Bruce Boudreau is determined to lead Wild back to postseason

St. Paul — Bruce Boudreau is in an unfamiliar position. It’s left him wandering around his house. This Minnesota Wild coach, who wears his passion for the game on his sleeve, won’t be behind a bench coaching in the Stanley Cup Playoffs this year.

 He said it sucks.

But don’t expect him to tune in to the wall-to-wall coverage of the Stanley Cup Playoffs games. Well, at least not right now. He’s done OK without hockey for the past few days, at least.

“I haven’t even turned on the NHL Network or anything,” Boudreau said Tuesday following a season-ending news conference. “I don’t want to hear anything about who’s favored, who is not favored in the playoffs.

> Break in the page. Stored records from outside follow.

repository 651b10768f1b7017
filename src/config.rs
//! Runtime configuration
//!
//! Values are layered: built-in defaults, then an optional TOML file, then
//! `RECOMMENDER_` environment variables (`__` separates nested keys, e.g.
//! `RECOMMENDER_VECTORIZER__MIN_DF=2`).

use std::path::Path;

use figment::{
    providers::{Env, Format, Serialized, Toml},
    Figment,
};
use serde::{Deserialize, Serialize};
use tracing::{debug, warn};

use crate::error::{Error, Result};

/// Environment variable prefix for configuration overrides
pub const ENV_PREFIX: &str = "RECOMMENDER_";

/// Top-level configuration
#[derive(Debug, Clone, Default, PartialEq, Serialize, Deserialize)]
#[serde(default)]
pub struct Config {
    pub vectorizer: VectorizerConfig,
    pub recommender: RecommenderConfig,
    pub logging: LoggingConfig,
}

/// Stop-word set applied by the tokenizer
#[derive(Debug, Clone, Copy, Default, PartialEq, Eq, Serialize, Deserialize)]
#[serde(rename_all = "lowercase")]
pub enum StopWords {
    #[default]
    English,
    None,
}

/// Vocabulary and weighting options
#[derive(Debug, Clone, PartialEq, Serialize, Deserialize)]
#[serde(default)]
pub struct VectorizerConfig {
    pub stop_words: StopWords,
    pub lowercase: bool,
    /// drop terms found in fewer documents than this
    pub min_df: u64,
    /// drop terms found in more than this fraction of documents
    pub max_df: f64,
    /// use `1 + ln(tf)` instead of the raw count
    pub sublinear_tf: bool,
}

impl Default for VectorizerConfig {
    fn default() -> Self {
        Self {
            stop_words: StopWords::English,
            lowercase: true,
            min_df: 1,
            max_df: 1.0,
            sublinear_tf: false,
        }
    }
}

#[derive(Debug, Clone, PartialEq, Serialize, Deserialize)]
#[serde(default)]
pub struct RecommenderConfig {
    pub top_k: usize,
}

impl Default for RecommenderConfig {
    fn default() -> Self {
        Self { top_k: 5 }
    }
}

#[derive(Debug, Clone, PartialEq, Serialize, Deserialize)]
#[serde(default)]
pub struct LoggingConfig {
    pub level: String,
}

impl Default for LoggingConfig {
    fn default() -> Self {
        Self {
            level: "info".to_string(),
        }
    }
}

impl Config {
    /// Load configuration from defaults, an optional TOML file and the environment.
    ///
    /// # Errors
    /// * `Error::InvalidConfig` - `path` is given but no such file exists, or a
    ///   value is out of range
    /// * `Error::Config` - a layer cannot be parsed
    pub fn load(path: Option<&Path>) -> Result<Self> {
        let mut figment = Figment::from(Serialized::defaults(Config::default()));
        if let Some(path) = path {
            if !path.is_file() {
                warn!(path = %path.display(), "configuration file not found");
                return Err(Error::InvalidConfig {
                    message: format!("configuration file {} does not exist", path.display()),
                });
            }
            debug!(path = %path.display(), "loading configuration file");
            figment = figment.merge(Toml::file(path));
        }
        let config: Config = figment
            .merge(Env::prefixed(ENV_PREFIX).split("__"))
            .extract()?;
        config.validate()?;
        Ok(config)
    }

    pub fn validate(&self) -> Result<()> {
        self.vectorizer.validate()
    }
}

impl VectorizerConfig {
    pub fn validate(&self) -> Result<()> {
        if self.min_df == 0 {
            return Err(Error::InvalidConfig {
                message: "vectorizer.min_df must be at least 1".to_string(),
            });
        }
        if !(self.max_df > 0.0 && self.max_df <= 1.0) {
            return Err(Error::InvalidConfig {
                message: format!("vectorizer.max_df must be in (0, 1], got {}", self.max_df),
            });
        }
        Ok(())
    }
}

“I hope it sits in everybody’s craw the way it’s sitting in mine because then you’ll be determined never to let it happen again.”

The Wild are missing the Stanley Cup Playoffs for the first time in seven years after a 37-36-9 season that left them in last place in the Western Conference’s Central Division with 83 points and out of one of the two Wild Card spots. The Wild haven’t won a playoff series since 2015, getting ousted in the first round the past three seasons.

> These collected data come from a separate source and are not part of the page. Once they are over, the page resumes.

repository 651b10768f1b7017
pub mod vector;
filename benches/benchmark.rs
use book_recommender::{Item, Snapshot, VectorizerConfig};
use criterion::{black_box, criterion_group, criterion_main, Criterion};

const WORDS: &[&str] = &[
    "dragon", "empire", "murder", "detective", "romance", "galaxy", "robot", "kingdom", "war",
    "journey", "family", "secret", "island", "ocean", "magic", "city", "history", "science",
    "cooking", "garden", "poetry", "music", "winter", "summer", "revenge", "prophecy", "spy",
    "castle", "village", "mountain", "desert", "forest", "river", "witch", "pirate", "king",
];

const GENRES: &[&str] = &["Fiction", "Fantasy", "Mystery", "Romance", "History", "Cooking"];

/// Deterministic synthetic corpus, xorshift driven
fn synthetic_corpus(size: usize) -> Vec<Item> {
    let mut state = 0x2545_F491_4F6C_DD1D_u64;
    let mut next = move || {
        state ^= state << 13;
        state ^= state >> 7;
        state ^= state << 17;
        state as usize
    };
    (0..size)
        .map(|i| {
            let description: Vec<&str> = (0..24).map(|_| WORDS[next() % WORDS.len()]).collect();
            Item::new(
                format!("Book {i}"),
                format!("Author{}", next() % (size / 4 + 1)),
                GENRES[next() % GENRES.len()],
                description.join(" "),
            )
        })
        .collect()
}

fn build_and_query_benchmark(c: &mut Criterion) {
    let items = synthetic_corpus(2_000);
    let config = VectorizerConfig::default();

    c.bench_function("build_snapshot_2000", |b| {
        b.iter(|| Snapshot::build(black_box(items.clone()), &config))
    });

    let snapshot = match Snapshot::build(items, &config) {
        Ok(snapshot) => snapshot,
        Err(e) => panic!("snapshot build failed: {e}"),
    };

    c.bench_function("recommend_top5", |b| {
        b.iter(|| snapshot.recommend(black_box("Book 1000"), 5))
    });

    c.bench_function("recommend_top100", |b| {
        b.iter(|| snapshot.recommend(black_box("Book 42"), 100))
    });
}

criterion_group! {
    name = benches;
    config = Criterion::default().sample_size(10);
    targets = build_and_query_benchmark
}
criterion_main!(benches);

Who could blame Bruce Boudreau for looking to the heavens for divine intervention in the midst of what was his most trying season behind the Minnesota bench? (MHM Photo / Jeff Wegge)

The 2018-19 campaign saw some success for the Wild, even at the top of the standings for a bit, before they fell out of the playoff picture with a few weeks to go. They didn’t win two games in a row in the month of March through the end of the season. Looking at the fact that they were shut out in four of their final six contests, it’s not hard to see why things went off the rails. The Wild were shut out 11 times this season and finished with a below-.500 record at home (16-18-7).

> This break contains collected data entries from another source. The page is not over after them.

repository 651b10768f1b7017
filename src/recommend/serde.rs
use std::io::{Read, Write};

use serde::{ser::SerializeStruct, Deserialize, Serialize};
use tracing::info;

use crate::{
    error::{Error, Result},
    item::Item,
    recommend::{index_titles, BuildReport, Snapshot},
    similarity::SimilarityMatrix,
    vectorizer::{DocumentVector, Vocabulary},
};

/// Deserialization form of `Snapshot`.
/// It carries no title index; `into_snapshot` rebuilds it and checks that
/// the parts agree with each other.
#[derive(Debug, Deserialize)]
pub struct SnapshotData {
    pub items: Vec<Item>,
    pub vocabulary: Vocabulary,
    pub vectors: Vec<DocumentVector>,
    pub matrix: SimilarityMatrix,
    pub report: BuildReport,
}

fn corrupt(message: String) -> Error {
    Error::CorruptSnapshot { message }
}

impl SnapshotData {
    /// Validate and convert into a queryable `Snapshot`.
    ///
    /// # Errors
    /// * `Error::CorruptSnapshot` - item, vector and matrix sizes disagree, the
    ///   matrix data is short or out of range, a vector is not sorted by column,
    ///   or a vector refers to a column outside the vocabulary
    pub fn into_snapshot(self) -> Result<Snapshot> {
        let n = self.items.len();
        if n == 0 {
            return Err(corrupt("snapshot holds no items".to_string()));
        }
        if self.vectors.len() != n {
            return Err(corrupt(format!("{} items but {} vectors", n, self.vectors.len())));
        }
        if self.matrix.len() != n {
            return Err(corrupt(format!(
                "{} items but a {}x{} similarity matrix",
                n,
                self.matrix.len(),
                self.matrix.len()
            )));
        }
        let matrix = SimilarityMatrix::from_packed(n, self.matrix.into_packed())?;
        if let Some(row) = self.vectors.iter().position(|v| !v.is_well_formed()) {
            return Err(corrupt(format!("vector {row} is not sorted by column")));
        }
        let columns = self.vocabulary.len();
        if let Some(row) = self
            .vectors
            .iter()
            .position(|v| v.indices().iter().any(|&c| c as usize >= columns))
        {
            return Err(corrupt(format!(
                "vector {row} refers to a column outside the {columns}-term vocabulary"
            )));
        }
        if self.items.iter().enumerate().any(|(pos, item)| item.id != pos) {
            return Err(corrupt("item ids do not match their positions".to_string()));
        }

        let (title_index, _) = index_titles(&self.items);
        Ok(Snapshot {
            items: self.items,
            vocabulary: self.vocabulary,
            vectors: self.vectors,
            matrix,
            title_index,
            report: self.report,
        })
    }
}

impl Serialize for Snapshot {
    /// The title index is derived data and is left out.
    /// Use `SnapshotData` to deserialize.
    fn serialize<S>(&self, serializer: S) -> std::result::Result<S::Ok, S::Error>
    where
        S: serde::Serializer,
    {
        let mut state = serializer.serialize_struct("Snapshot", 5)?;
        state.serialize_field("items", &self.items)?;
        state.serialize_field("vocabulary", &self.vocabulary)?;
        state.serialize_field("vectors", &self.vectors)?;
        state.serialize_field("matrix", &self.matrix)?;
        state.serialize_field("report", &self.report)?;
        state.end()
    }
}

impl Snapshot {
    /// Write the snapshot as CBOR
    pub fn save<W: Write>(&self, writer: W) -> Result<()> {
        serde_cbor::to_writer(writer, self)?;
        Ok(())
    }

    /// Read a snapshot written by `save`
    pub fn load<R: Read>(reader: R) -> Result<Self> {
        let data: SnapshotData = serde_cbor::from_reader(reader)?;
        let snapshot = data.into_snapshot()?;
        info!(
            items = snapshot.len(),
            vocabulary = snapshot.vocabulary().len(),
            "snapshot loaded"
        );
        Ok(snapshot)
    }
}

#[cfg(test)]
mod tests {
    use std::{fs::File, io::BufReader};

    use super::*;
    use crate::config::VectorizerConfig;

    fn snapshot() -> Snapshot {
        let items = vec![
            Item::new("Dune", "Frank Herbert", "Fiction", "Desert spice empire").with_rating(4.25),
            Item::new("Dune Messiah", "Frank Herbert", "Fiction", "Desert spice prophet"),
            Item::new("Emma", "Jane Austen", "Classics", "Matchmaking in Highbury"),
        ];
        Snapshot::build(items, &VectorizerConfig::default()).unwrap()
    }

    #[test]
    fn save_then_load_serves_the_same_answers() {
        let original = snapshot();
        let mut bytes = Vec::new();
        original.save(&mut bytes).unwrap();
        let loaded = Snapshot::load(&bytes[..]).unwrap();

        assert_eq!(loaded.items(), original.items());
        assert_eq!(loaded.vocabulary(), original.vocabulary());
        assert_eq!(loaded.matrix(), original.matrix());
        assert_eq!(loaded.report(), original.report());
        assert_eq!(
            loaded.recommend("Dune", 2).unwrap(),
            original.recommend("Dune", 2).unwrap()
        );
    }

    #[test]
    fn through_a_file() {
        let dir = tempfile::tempdir().unwrap();
        let path = dir.path().join("books.snapshot");
        snapshot().save(File::create(&path).unwrap()).unwrap();
        let loaded = Snapshot::load(BufReader::new(File::open(&path).unwrap())).unwrap();
        assert_eq!(loaded.index_of("Emma"), Some(2));
    }

    #[test]
    fn mismatched_parts_are_rejected() {
        let original = snapshot();
        let mut bytes = Vec::new();
        original.save(&mut bytes).unwrap();
        let mut data: SnapshotData = serde_cbor::from_slice(&bytes).unwrap();
        data.vectors.pop();
        assert!(matches!(data.into_snapshot(), Err(Error::CorruptSnapshot { .. })));

        let mut data: SnapshotData = serde_cbor::from_slice(&bytes).unwrap();
        data.items.push(Item::new("Extra", "", "", ""));
        assert!(matches!(data.into_snapshot(), Err(Error::CorruptSnapshot { .. })));
    }

    #[derive(Serialize)]
    struct RawMatrix {
        n: usize,
        data: Vec<f64>,
    }

    #[derive(Serialize)]
    struct RawVector {
        inds: Vec<u32>,
        vals: Vec<f64>,
    }

    fn reencode<T: Serialize, U: for<'de> Deserialize<'de>>(raw: &T) -> U {
        serde_cbor::from_slice(&serde_cbor::to_vec(raw).unwrap()).unwrap()
    }

    #[test]
    fn short_matrix_data_is_rejected_before_any_query() {
        let mut bytes = Vec::new();
        snapshot().save(&mut bytes).unwrap();

        let mut data: SnapshotData = serde_cbor::from_slice(&bytes).unwrap();
        data.matrix = reencode(&RawMatrix { n: 3, data: vec![1.0, 0.5] });
        assert_eq!(data.matrix.len(), 3);
        assert!(matches!(data.into_snapshot(), Err(Error::CorruptSnapshot { .. })));

        let mut data: SnapshotData = serde_cbor::from_slice(&bytes).unwrap();
        data.matrix = reencode(&RawMatrix { n: 3, data: vec![1.0, 0.5, 2.0, 1.0, 0.0, 1.0] });
        assert!(matches!(data.into_snapshot(), Err(Error::CorruptSnapshot { .. })));
    }

    #[test]
    fn unsorted_vector_indices_are_rejected() {
        let mut bytes = Vec::new();
        snapshot().save(&mut bytes).unwrap();
        let mut data: SnapshotData = serde_cbor::from_slice(&bytes).unwrap();
        data.vectors[0] = reencode(&RawVector { inds: vec![1, 0], vals: vec![0.6, 0.8] });
        assert!(matches!(data.into_snapshot(), Err(Error::CorruptSnapshot { .. })));
    }

    #[test]
    fn garbage_is_an_encoding_error() {
        assert!(matches!(
            Snapshot::load(&b"not a snapshot"[..]),
            Err(Error::Snapshot(_))
        ));
    }
}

The good news for Boudreau is that he’ll be retained for next season in the final year of his contract. Despite a new general manager coming in prior to this season, trading away core players like Mikael Granlund, Charlie Coyle and Nino Niederreiter, Boudreau was not one of NHL coaches to lose his job at the season’s end.

It was a tidbit he learned during Tuesday’s news conference at Xcel Energy Center with general manager Paul Fenton. Boudreau said he and Fenton hadn’t discussed it.

“I knew I had another year left on my contract, and my job is to coach until I’m told not to coach anymore,” Boudreau said.

Fenton made it clear that Boudreau will coach the Wild next season and that he’s the guy that will lead the team back to where they all want it to go.

“I have total confidence in him,” Fenton said. “You look at this track record for the number of years that he’s been an NHL coach, it’s amazing. So Bruce is our coach next year.”

Fenton added that he had not discussed the future of any other Wild coaches with owner Craig Leipold yet.

It’s understandable that Boudreau doesn’t know what to do this spring. This marks the first time in his NHL coaching career that he hasn’t made the playoffs, throwing out the 2011-12 season which he split between Washington and Anaheim.  He coached both of those teams, plus the last two seasons with the Wild, to playoff berths for a total of 90 games. Unfortunately, he also has a 43-47 record in the playoffs and no Stanley Cup to show for it.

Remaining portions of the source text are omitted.